[THE DATA]
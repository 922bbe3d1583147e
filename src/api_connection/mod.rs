pub mod calorie_fallback;
pub mod connection;
pub mod endpoints;

pub use calorie_fallback::UsdaCalorieFallback;
pub use connection::{build_http_client, ApiConnectionError, GoogleTranslator, Translator, UsdaClient};
use crate::calorie_scaler::scale_calories;
use crate::measurement_parser::normalize_metric;
use crate::models::Ingredient;
use crate::nutritional_matcher::NutritionalIndex;

/// Label for an ingredient line. The metric is shown only when it looks like
/// a weight or volume.
pub fn ingredient_label(ingredient: &Ingredient) -> String {
    let name = ingredient.name.trim();
    let quantity = ingredient.quantity.trim();
    let metric = ingredient.metric.trim();
    let metric_lower = metric.to_lowercase();

    if !metric.is_empty() && (metric_lower.contains('g') || metric_lower.contains("ml")) {
        if quantity.is_empty() {
            format!("{} ({})", name, metric)
        } else {
            format!("{} {} ({})", name, quantity, metric)
        }
    } else if quantity.is_empty() {
        name.to_string()
    } else {
        format!("{} {}", name, quantity)
    }
}

/// Label plus calorie annotation, e.g. `"닭가슴살 1개 (200g) - 218 kcal"`.
pub async fn annotate_ingredient(
    ingredient: &Ingredient,
    nutritional_index: &NutritionalIndex<'_>,
    progress_updater: &impl Fn(String),
) -> String {
    let label = ingredient_label(ingredient);
    match nutritional_index.lookup(&ingredient.name, progress_updater).await {
        Some(reference) => {
            let metric = normalize_metric(&ingredient.metric);
            let calorie_info = scale_calories(&reference.serving, reference.calories, &metric);
            format!("{} - {}", label, calorie_info)
        }
        None => label,
    }
}
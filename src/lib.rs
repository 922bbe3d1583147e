pub mod api_connection;
pub mod calorie_scaler;
pub mod cli;
pub mod config;
pub mod daily_intake;
pub mod ingredient_annotator;
pub mod meal_aggregator;
pub mod measurement_parser;
pub mod models;
pub mod nutritional_matcher;
pub mod search;
use serde::{Deserialize, Serialize};
use serde_json::Value;

pub const DEFAULT_USDA_BASE_URL: &str = "https://api.nal.usda.gov/fdc/v1";
pub const DEFAULT_TRANSLATE_BASE_URL: &str = "https://translate.googleapis.com";

/// Serving basis of every USDA FoodData Central search result.
pub const USDA_REFERENCE_SERVING: &str = "100g";

#[derive(Debug, Serialize, Deserialize, Clone, Default)]
pub struct UsdaSearchResponse {
    #[serde(default)]
    pub foods: Vec<UsdaFood>,
}

#[derive(Debug, Serialize, Deserialize, Clone, Default)]
pub struct UsdaFood {
    #[serde(rename = "fdcId", skip_serializing_if = "Option::is_none")]
    pub fdc_id: Option<u64>,
    #[serde(default)]
    pub description: String,
    #[serde(rename = "foodNutrients", default)]
    pub food_nutrients: Vec<UsdaFoodNutrient>,
}

#[derive(Debug, Serialize, Deserialize, Clone, Default)]
pub struct UsdaNutrientInfo {
    #[serde(default)]
    pub name: String,
    #[serde(rename = "unitName", skip_serializing_if = "Option::is_none")]
    pub unit_name: Option<String>,
}

/// A nutrient entry. Search results use the flat `nutrientName`/`value`
/// shape, food details use a nested `nutrient` object with `amount`.
#[derive(Debug, Serialize, Deserialize, Clone, Default)]
pub struct UsdaFoodNutrient {
    #[serde(skip_serializing_if = "Option::is_none")]
    pub nutrient: Option<UsdaNutrientInfo>,
    #[serde(rename = "nutrientName", skip_serializing_if = "Option::is_none")]
    pub nutrient_name: Option<String>,
    #[serde(skip_serializing_if = "Option::is_none")]
    pub value: Option<f64>,
    #[serde(skip_serializing_if = "Option::is_none")]
    pub amount: Option<f64>,
}

impl UsdaFoodNutrient {
    pub fn name(&self) -> &str {
        self.nutrient
            .as_ref()
            .map(|n| n.name.as_str())
            .or(self.nutrient_name.as_deref())
            .unwrap_or("")
    }

    pub fn reported_value(&self) -> Option<f64> {
        self.value.or(self.amount)
    }
}

impl UsdaFood {
    /// Value of the first nutrient whose name mentions "energy".
    pub fn energy_value(&self) -> Option<f64> {
        self.food_nutrients
            .iter()
            .find(|n| n.name().to_lowercase().contains("energy"))
            .and_then(UsdaFoodNutrient::reported_value)
    }
}

/// Joins the translated segments of a `translate_a/single` response, whose
/// first element is a list of `[translated, original, ...]` arrays.
pub fn extract_translation(payload: &Value) -> Option<String> {
    let segments = payload.get(0)?.as_array()?;
    let translated: String = segments
        .iter()
        .filter_map(|segment| segment.get(0).and_then(Value::as_str))
        .collect();
    let translated = translated.trim();
    if translated.is_empty() {
        None
    } else {
        Some(translated.to_string())
    }
}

[EXERCISE DETAILS]
Output the material above exactly. Omit nothing.

[YOUR SOLUTION]
repository 922bbe3d1583147e
filename src/api_connection/mod.rs
pub mod calorie_fallback;
pub mod connection;
pub mod endpoints;

pub use calorie_fallback::UsdaCalorieFallback;
pub use connection::{build_http_client, ApiConnectionError, GoogleTranslator, Translator, UsdaClient};
use crate::calorie_scaler::scale_calories;
use crate::measurement_parser::normalize_metric;
use crate::models::Ingredient;
use crate::nutritional_matcher::NutritionalIndex;

/// Label for an ingredient line. The metric is shown only when it looks like
/// a weight or volume.
pub fn ingredient_label(ingredient: &Ingredient) -> String {
    let name = ingredient.name.trim();
    let quantity = ingredient.quantity.trim();
    let metric = ingredient.metric.trim();
    let metric_lower = metric.to_lowercase();

    if !metric.is_empty() && (metric_lower.contains('g') || metric_lower.contains("ml")) {
        if quantity.is_empty() {
            format!("{} ({})", name, metric)
        } else {
            format!("{} {} ({})", name, quantity, metric)
        }
    } else if quantity.is_empty() {
        name.to_string()
    } else {
        format!("{} {}", name, quantity)
    }
}

/// Label plus calorie annotation, e.g. `"닭가슴살 1개 (200g) - 218 kcal"`.
pub async fn annotate_ingredient(
    ingredient: &Ingredient,
    nutritional_index: &NutritionalIndex<'_>,
    progress_updater: &impl Fn(String),
) -> String {
    let label = ingredient_label(ingredient);
    match nutritional_index.lookup(&ingredient.name, progress_updater).await {
        Some(reference) => {
            let metric = normalize_metric(&ingredient.metric);
            let calorie_info = scale_calories(&reference.serving, reference.calories, &metric);
            format!("{} - {}", label, calorie_info)
        }
        None => label,
    }
}
filename src/lib.rs
repository 922bbe3d1583147e
pub mod api_connection;
pub mod calorie_scaler;
pub mod cli;
pub mod config;
pub mod daily_intake;
pub mod ingredient_annotator;
pub mod meal_aggregator;
pub mod measurement_parser;
pub mod models;
pub mod nutritional_matcher;
pub mod search;
use serde::{Deserialize, Serialize};
use serde_json::Value;

pub const DEFAULT_USDA_BASE_URL: &str = "https://api.nal.usda.gov/fdc/v1";
pub const DEFAULT_TRANSLATE_BASE_URL: &str = "https://translate.googleapis.com";

/// Serving basis of every USDA FoodData Central search result.
pub const USDA_REFERENCE_SERVING: &str = "100g";

#[derive(Debug, Serialize, Deserialize, Clone, Default)]
pub struct UsdaSearchResponse {
    #[serde(default)]
    pub foods: Vec<UsdaFood>,
}

#[derive(Debug, Serialize, Deserialize, Clone, Default)]
pub struct UsdaFood {
    #[serde(rename = "fdcId", skip_serializing_if = "Option::is_none")]
    pub fdc_id: Option<u64>,
    #[serde(default)]
    pub description: String,
    #[serde(rename = "foodNutrients", default)]
    pub food_nutrients: Vec<UsdaFoodNutrient>,
}

#[derive(Debug, Serialize, Deserialize, Clone, Default)]
pub struct UsdaNutrientInfo {
    #[serde(default)]
    pub name: String,
    #[serde(rename = "unitName", skip_serializing_if = "Option::is_none")]
    pub unit_name: Option<String>,
}

/// A nutrient entry. Search results use the flat `nutrientName`/`value`
/// shape, food details use a nested `nutrient` object with `amount`.
#[derive(Debug, Serialize, Deserialize, Clone, Default)]
pub struct UsdaFoodNutrient {
    #[serde(skip_serializing_if = "Option::is_none")]
    pub nutrient: Option<UsdaNutrientInfo>,
    #[serde(rename = "nutrientName", skip_serializing_if = "Option::is_none")]
    pub nutrient_name: Option<String>,
    #[serde(skip_serializing_if = "Option::is_none")]
    pub value: Option<f64>,
    #[serde(skip_serializing_if = "Option::is_none")]
    pub amount: Option<f64>,
}

impl UsdaFoodNutrient {
    pub fn name(&self) -> &str {
        self.nutrient
            .as_ref()
            .map(|n| n.name.as_str())
            .or(self.nutrient_name.as_deref())
            .unwrap_or("")
    }

    pub fn reported_value(&self) -> Option<f64> {
        self.value.or(self.amount)
    }
}

impl UsdaFood {
    /// Value of the first nutrient whose name mentions "energy".
    pub fn energy_value(&self) -> Option<f64> {
        self.food_nutrients
            .iter()
            .find(|n| n.name().to_lowercase().contains("energy"))
            .and_then(UsdaFoodNutrient::reported_value)
    }
}

/// Joins the translated segments of a `translate_a/single` response, whose
/// first element is a list of `[translated, original, ...]` arrays.
pub fn extract_translation(payload: &Value) -> Option<String> {
    let segments = payload.get(0)?.as_array()?;
    let translated: String = segments
        .iter()
        .filter_map(|segment| segment.get(0).and_then(Value::as_str))
        .collect();
    let translated = translated.trim();
    if translated.is_empty() {
        None
    } else {
        Some(translated.to_string())
    }
}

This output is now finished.